**Records for this exercise:**
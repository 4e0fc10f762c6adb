//! Memory mapped input backend.
//!
//! Files are mapped read-only through `memmap2` and never copied. The mapping lives as long as
//! the owning [`crate::file::File`] or [`crate::metadata::pdb::PortablePdb`].

use super::Backend;
use crate::Result;

use memmap2::Mmap;
use std::{fs, path::Path};

/// Input backed by a read-only memory mapping of a file on disk.
#[derive(Debug)]
pub struct Physical {
    data: Mmap,
}

impl Physical {
    /// Map the file at `path` into memory
    ///
    /// # Errors
    /// Returns [`crate::Error::FileError`] if the file can not be opened or mapped.
    pub fn new(path: impl AsRef<Path>) -> Result<Physical> {
        let file = fs::File::open(path)?;

        // The mapping is read-only and owned by `Physical` for as long as the data is borrowed.
        let mmap = unsafe { Mmap::map(&file) }?;

        Ok(Physical { data: mmap })
    }
}

impl Backend for Physical {
    fn data_slice(&self, offset: usize, len: usize) -> Result<&[u8]> {
        let Some(offset_end) = offset.checked_add(len) else {
            return Err(out_of_bounds_error!());
        };

        if offset_end > self.data.len() {
            return Err(out_of_bounds_error!());
        }

        Ok(&self.data[offset..offset_end])
    }

    fn data(&self) -> &[u8] {
        self.data.as_ref()
    }

    fn len(&self) -> usize {
        self.data.len()
    }
}

#[cfg(test)]
mod tests {
    use super::*;
    use crate::Error;
    use std::io::Write;

    #[test]
    fn physical() {
        let mut temp = tempfile::NamedTempFile::new().unwrap();
        temp.write_all(&[0x4D, 0x5A, 0x90, 0x00, 0x03]).unwrap();
        temp.flush().unwrap();

        let physical = Physical::new(temp.path()).unwrap();

        assert_eq!(physical.len(), 5);
        assert_eq!(physical.data()[0], 0x4D);
        assert_eq!(physical.data_slice(1, 2).unwrap(), &[0x5A, 0x90]);
        assert!(physical.data_slice(4, 2).is_err());
        assert!(physical.data_slice(usize::MAX, 2).is_err());
    }

    #[test]
    fn invalid_file_path() {
        let result = Physical::new("/nonexistent/path/to/file.dll");
        match result {
            Err(Error::FileError(io_error)) => {
                assert_eq!(io_error.kind(), std::io::ErrorKind::NotFound);
            }
            _ => panic!("Expected FileError"),
        }
    }
}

**Action item:** State how many lines in the entries hold "FileError". Nothing should come before or after the number.

**Solution to the problem:** 3